O carrinho de supermercado trafega entre o céu e o inferno em uma linha muito tênue (Imagem gerada e editada por IA Copilot/Fotor)
Todos os dias ligo o computador e vejo os e-mails dos jornais que assino. Dependendo do título, abro a notícia para ler na hora ou deixo para outro momento. Foi o caso deste assunto que vou comentar — e que já dei a dica no título.
Ao “bater o olho” na manchete, falei em voz alta: — Uai? Não é mais pecado comer enlatado?
A Folha publicou, na editoria Equilíbrio, texto assinado por Thais Szegö com o seguinte título: “Alimentos enlatados podem ser aliados da saúde, mas é preciso saber escolher” E no subtítulo: “Produtos em lata são práticos e ajudam a manter uma dieta equilibrada.”
Entendo cada dia menos.
Até bem pouco tempo, os alimentos enlatados eram demonizados, e seus consumidores condenados — inapelavelmente — a serem consumidos no mármore frio do inferno.
Por ter internalizado essa ameaça de excomunhão alimentar, estranhei quando vi o texto assinado por uma jornalista que tem no currículo “mais de 27 anos de experiência, especializada nas áreas de saúde, nutrição, fitness, comportamento e beleza”. Ou seja, sabe do que está escrevendo.
A matéria afirma — com base em entrevistas com uma nutricionista e uma pesquisadora da Unicamp — que “esses alimentos ficam protegidos da luz e do oxigênio, o que faz com que tenham uma vida útil maior.

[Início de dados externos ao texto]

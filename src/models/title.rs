use serde::{Deserialize, Serialize};

use super::taxonomy::{Category, Genre};

/// A catalogued work together with its resolved classification.
#[derive(Debug, Clone, PartialEq, Eq, Serialize, Deserialize)]
pub struct Title {
    pub id: i32,
    pub name: String,
    pub year: Option<i16>,
    pub description: Option<String>,
    pub category: Option<Category>,
    pub genres: Vec<Genre>,
}

impl Title {
    /// Genre names joined for display, e.g. `"Drama, Comedy"`.
    #[must_use]
    pub fn genre_names(&self) -> String {
        self.genres
            .iter()
            .map(|g| g.name.as_str())
            .collect::<Vec<_>>()
            .join(", ")
    }

    #[must_use]
    pub fn genre_ids(&self) -> Vec<i32> {
        self.genres.iter().map(|g| g.id).collect()
    }
}

/// Fields accepted when creating or replacing a title.
#[derive(Debug, Clone, Default)]
pub struct NewTitle {
    pub name: String,
    pub year: Option<i16>,
    pub description: Option<String>,
    pub category_id: Option<i32>,
    pub genre_ids: Vec<i32>,
}

/// Partial update. `None` leaves a column untouched; `Some(None)` clears it.
#[derive(Debug, Clone, Default)]
pub struct TitleChanges {
    pub name: Option<String>,
    pub year: Option<Option<i16>>,
    pub description: Option<Option<String>>,
    pub category_id: Option<Option<i32>>,
    pub genre_ids: Option<Vec<i32>>,
}
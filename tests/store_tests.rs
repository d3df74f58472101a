use std::path::PathBuf;

use yamdb::db::{Store, TitleFilter, is_foreign_key_violation, is_unique_violation};
use yamdb::domain::display::render_title;
use yamdb::models::title::{NewTitle, TitleChanges};

struct TestStore {
    store: Store,
    path: PathBuf,
}

impl Drop for TestStore {
    fn drop(&mut self) {
        std::fs::remove_file(&self.path).ok();
    }
}

async fn open_store() -> TestStore {
    let path = std::env::temp_dir().join(format!("yamdb-store-{}.db", uuid::Uuid::new_v4()));
    let store = Store::new(&format!("sqlite:{}", path.display()))
        .await
        .expect("Failed to open store");
    TestStore { store, path }
}

#[tokio::test]
async fn test_all_migrations_applied() {
    let test = open_store().await;

    let status = test.store.migration_status().await.unwrap();
    let names: Vec<&str> = status.iter().map(|m| m.name.as_str()).collect();
    assert_eq!(
        names,
        vec![
            "m20210601_000001_initial",
            "m20210614_000002_add_title_year",
            "m20210615_000003_add_title_description",
            "m20210616_000004_unique_review_author",
        ]
    );
    assert!(status.iter().all(|m| m.applied));
}

#[tokio::test]
async fn test_unique_review_index_follows_migrations() {
    let test = open_store().await;
    let store = &test.store;

    let admin = store.get_user_by_username("admin").await.unwrap().unwrap();
    let title_id = store
        .create_title(NewTitle {
            name: "Stalker".to_string(),
            ..Default::default()
        })
        .await
        .unwrap();

    store.create_review(title_id, admin.id, "First", 8).await.unwrap();
    let err = store
        .create_review(title_id, admin.id, "Second", 9)
        .await
        .unwrap_err();
    assert!(is_unique_violation(&err));

    store.migrate_down(1).await.unwrap();
    let status = store.migration_status().await.unwrap();
    assert!(!status.last().unwrap().applied);
    assert!(status[..3].iter().all(|m| m.applied));

    store.create_review(title_id, admin.id, "Second", 9).await.unwrap();
    assert_eq!(store.review_count(title_id).await.unwrap(), 2);

    // Re-applying the index fails while duplicates exist.
    assert!(store.migrate_up().await.is_err());
}

#[tokio::test]
async fn test_rating_is_mean_of_scores() {
    let test = open_store().await;
    let store = &test.store;

    let admin = store.get_user_by_username("admin").await.unwrap().unwrap();
    let critic = store.create_user("critic").await.unwrap();
    assert_eq!(critic.api_key.len(), 64);

    let reviewed = store
        .create_title(NewTitle {
            name: "Solaris".to_string(),
            year: Some(1972),
            ..Default::default()
        })
        .await
        .unwrap();
    let unreviewed = store
        .create_title(NewTitle {
            name: "Mirror".to_string(),
            ..Default::default()
        })
        .await
        .unwrap();

    assert_eq!(store.get_rating(reviewed).await.unwrap(), None);

    store.create_review(reviewed, admin.id, "Slow", 7).await.unwrap();
    store.create_review(reviewed, critic.id, "Deep", 10).await.unwrap();

    assert_eq!(store.get_rating(reviewed).await.unwrap(), Some(8.5));
    assert_eq!(store.get_rating(unreviewed).await.unwrap(), None);

    let ratings = store.get_ratings(&[reviewed, unreviewed]).await.unwrap();
    assert_eq!(ratings.get(&reviewed), Some(&8.5));
    assert!(!ratings.contains_key(&unreviewed));
}

#[tokio::test]
async fn test_delete_rules() {
    let test = open_store().await;
    let store = &test.store;
    let admin = store.get_user_by_username("admin").await.unwrap().unwrap();

    let films = store.create_category("Films", "films").await.unwrap();
    let drama = store.create_genre("Drama", "drama").await.unwrap();
    let title_id = store
        .create_title(NewTitle {
            name: "Nostalghia".to_string(),
            category_id: Some(films.id),
            genre_ids: vec![drama.id],
            ..Default::default()
        })
        .await
        .unwrap();

    let review_id = store.create_review(title_id, admin.id, "Fog", 9).await.unwrap();
    let comment_id = store
        .create_comment(review_id, admin.id, "Candle scene")
        .await
        .unwrap();

    assert!(store.remove_category("films").await.unwrap());
    assert!(store.remove_genre("drama").await.unwrap());
    let title = store.get_title(title_id).await.unwrap().unwrap();
    assert!(title.category.is_none());
    assert!(title.genres.is_empty());

    assert!(store.remove_title(title_id).await.unwrap());
    assert!(store.get_review(review_id).await.unwrap().is_none());
    assert!(store.get_comment(comment_id).await.unwrap().is_none());
    assert!(!store.remove_title(title_id).await.unwrap());
}

#[tokio::test]
async fn test_title_updates_and_filters() {
    let test = open_store().await;
    let store = &test.store;

    let drama = store.create_genre("Drama", "drama").await.unwrap();
    let war = store.create_genre("War", "war").await.unwrap();
    assert_eq!(
        store.missing_genre_ids(&[drama.id, 99]).await.unwrap(),
        vec![99]
    );

    let id = store
        .create_title(NewTitle {
            name: "Ivan's Childhood".to_string(),
            year: Some(1962),
            description: Some("A boy scout behind the lines".to_string()),
            genre_ids: vec![war.id, drama.id],
            ..Default::default()
        })
        .await
        .unwrap();

    let title = store.get_title(id).await.unwrap().unwrap();
    assert_eq!(title.genre_ids(), vec![drama.id, war.id]);

    store
        .update_title(
            id,
            TitleChanges {
                year: Some(None),
                genre_ids: Some(vec![war.id]),
                ..Default::default()
            },
        )
        .await
        .unwrap();

    let title = store.get_title(id).await.unwrap().unwrap();
    assert_eq!(title.year, None);
    assert_eq!(title.description.as_deref(), Some("A boy scout behind the lines"));
    assert_eq!(title.genre_ids(), vec![war.id]);

    let by_genre = store
        .list_titles(&TitleFilter {
            genre: Some("drama".to_string()),
            ..Default::default()
        })
        .await
        .unwrap();
    assert!(by_genre.is_empty());

    let by_name = store
        .list_titles(&TitleFilter {
            name: Some("Childhood".to_string()),
            ..Default::default()
        })
        .await
        .unwrap();
    assert_eq!(by_name.len(), 1);

    let rendered = render_title(&title, 80);
    assert!(rendered.contains("Year: None"));
    assert!(rendered.contains("Genre: War"));
    assert!(rendered.contains("Category: None"));
}

#[tokio::test]
async fn test_api_keys() {
    let test = open_store().await;
    let store = &test.store;

    let user = store.create_user("critic").await.unwrap();
    let found = store.verify_api_key(&user.api_key).await.unwrap().unwrap();
    assert_eq!(found.username, "critic");

    let new_key = store.regenerate_api_key("critic").await.unwrap();
    assert_ne!(new_key, user.api_key);
    assert!(store.verify_api_key(&user.api_key).await.unwrap().is_none());
    assert!(store.verify_api_key(&new_key).await.unwrap().is_some());

    let err = store.create_user("critic").await.unwrap_err();
    assert!(is_unique_violation(&err));

    let users: Vec<String> = store
        .list_users()
        .await
        .unwrap()
        .into_iter()
        .map(|u| u.username)
        .collect();
    assert_eq!(users, vec!["admin", "critic"]);
}

#[tokio::test]
async fn test_dangling_references_are_foreign_key_violations() {
    let test = open_store().await;
    let store = &test.store;

    let err = store
        .create_title(NewTitle {
            name: "Orphan".to_string(),
            category_id: Some(404),
            ..Default::default()
        })
        .await
        .unwrap_err();
    assert!(is_foreign_key_violation(&err));
    assert!(!is_unique_violation(&err));

    let err = store
        .create_title(NewTitle {
            name: "Orphan".to_string(),
            genre_ids: vec![404],
            ..Default::default()
        })
        .await
        .unwrap_err();
    assert!(is_foreign_key_violation(&err));

    assert!(
        store
            .list_titles(&TitleFilter::default())
            .await
            .unwrap()
            .is_empty()
    );

    store.create_user("critic").await.unwrap();
    let err = store.create_user("critic").await.unwrap_err();
    assert!(!is_foreign_key_violation(&err));
}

É o caso, por exemplo, do milho e da sardinha em lata. Já as leguminosas — como grão-de-bico, ervilha e feijão — têm outras vantagens na versão enlatada”.
Claro, são feitas ressalvas, como não poderia deixar de ser: “É importante evitar aqueles com adição de itens como óleos, sal e açúcar, que podem estar, inclusive, em caldas e molhos”, disse a dietóloga.
Quase morri

O quitute era uma iguaria que pai comprava e fritava para nós. Depois havia a disputa de quem ficaria com a chavinha… (Foto internet/Reprodução)

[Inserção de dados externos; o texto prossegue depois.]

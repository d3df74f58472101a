//! Comment endpoints, nested under a review.

use axum::{
    Extension, Json,
    extract::{Path, State},
    http::StatusCode,
};
use std::sync::Arc;

use super::reviews::review_path;
use super::validation::{ApiJson, validate_id};
use super::{ApiError, ApiResponse, AppState, CommentDto, CommentRequest};
use crate::domain::CommentId;
use crate::models::user::User;

/// `GET /api/titles/{id}/reviews/{review_id}/comments`
pub async fn list_comments(
    State(state): State<Arc<AppState>>,
    Path((title_id, review_id)): Path<(i32, i32)>,
) -> Result<Json<ApiResponse<Vec<CommentDto>>>, ApiError> {
    let (title, review) = review_path(title_id, review_id)?;
    let comments = state.review_service().list_comments(title, review).await?;
    Ok(Json(ApiResponse::success(comments)))
}

/// `POST /api/titles/{id}/reviews/{review_id}/comments`
pub async fn create_comment(
    State(state): State<Arc<AppState>>,
    Extension(user): Extension<User>,
    Path((title_id, review_id)): Path<(i32, i32)>,
    ApiJson(payload): ApiJson<CommentRequest>,
) -> Result<(StatusCode, Json<ApiResponse<CommentDto>>), ApiError> {
    let (title, review) = review_path(title_id, review_id)?;
    let comment = state
        .review_service()
        .create_comment(title, review, &user, payload)
        .await?;
    Ok((StatusCode::CREATED, Json(ApiResponse::success(comment))))
}

/// `GET /api/titles/{id}/reviews/{review_id}/comments/{comment_id}`
pub async fn get_comment(
    State(state): State<Arc<AppState>>,
    Path((title_id, review_id, comment_id)): Path<(i32, i32, i32)>,
) -> Result<Json<ApiResponse<CommentDto>>, ApiError> {
    let (title, review) = review_path(title_id, review_id)?;
    let id = CommentId::new(validate_id("comment", comment_id)?);
    let comment = state
        .review_service()
        .get_comment(title, review, id)
        .await?;
    Ok(Json(ApiResponse::success(comment)))
}

/// `PATCH /api/titles/{id}/reviews/{review_id}/comments/{comment_id}`
pub async fn update_comment(
    State(state): State<Arc<AppState>>,
    Path((title_id, review_id, comment_id)): Path<(i32, i32, i32)>,
    ApiJson(payload): ApiJson<CommentRequest>,
) -> Result<Json<ApiResponse<CommentDto>>, ApiError> {
    let (title, review) = review_path(title_id, review_id)?;
    let id = CommentId::new(validate_id("comment", comment_id)?);
    let comment = state
        .review_service()
        .update_comment(title, review, id, payload)
        .await?;
    Ok(Json(ApiResponse::success(comment)))
}

/// `DELETE /api/titles/{id}/reviews/{review_id}/comments/{comment_id}`
pub async fn delete_comment(
    State(state): State<Arc<AppState>>,
    Path((title_id, review_id, comment_id)): Path<(i32, i32, i32)>,
) -> Result<StatusCode, ApiError> {
    let (title, review) = review_path(title_id, review_id)?;
    let id = CommentId::new(validate_id("comment", comment_id)?);
    state
        .review_service()
        .delete_comment(title, review, id)
        .await?;
    Ok(StatusCode::NO_CONTENT)
}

Na casa da nossa família, de vez em quando, pai comprava quitute (Kitut), que ele fritava para nós e, pessoalmente, comia cru. Já casado, comprei carne em lata algumas vezes, mas para servir no formato de patê — amassada com o garfo e misturada à maionese e cebola picadinha.
Em pelo menos dois períodos da minha vida em que morei só e tinha que fazer minhas refeições em casa, fui um grande consumidor de enlatados: carne em conserva, feijoada, almôndegas, salsichas Wilson e sardinhas em lata com molho de tomate.
Um episódio que ficou marcado — mas não impediu que eu continuasse a consumir enlatados por mais um bom tempo — foi uma infecção intestinal que peguei ao comer alimento contaminado com salmonella.
Fui morar em Porto Velho em 1986, e a falta de energia elétrica era uma coisa rotineira. Tão corriqueira que me esqueci dessa realidade. Fui em casa no intervalo do almoço e preparei uma macarronada com sardinha ao molho de tomate. Depois da refeição, guardei a sobra na geladeira para comer no jantar.
Resumindo: passei mal a noite toda. Na manhã seguinte, o colega que me buscava em casa me encontrou depauperado. Mal tive forças para abrir a porta e pedir que me levasse ao hospital.
Fui medicado com soro e antibióticos, mas não aprendi a lição — e nem deixei de consumir enlatados. Até o dia em que alguém me convenceu de que eu estava ingerindo veneno puro. Parei com os enlatados, mas continuei a consumir outras coisas prejudiciais à saúde.
Agora vem uma jornalista especializada em saúde, nutrição e fitness, uma pesquisadora da Unicamp e uma nutricionista dizerem que o capeta não é tão feio como o pintam.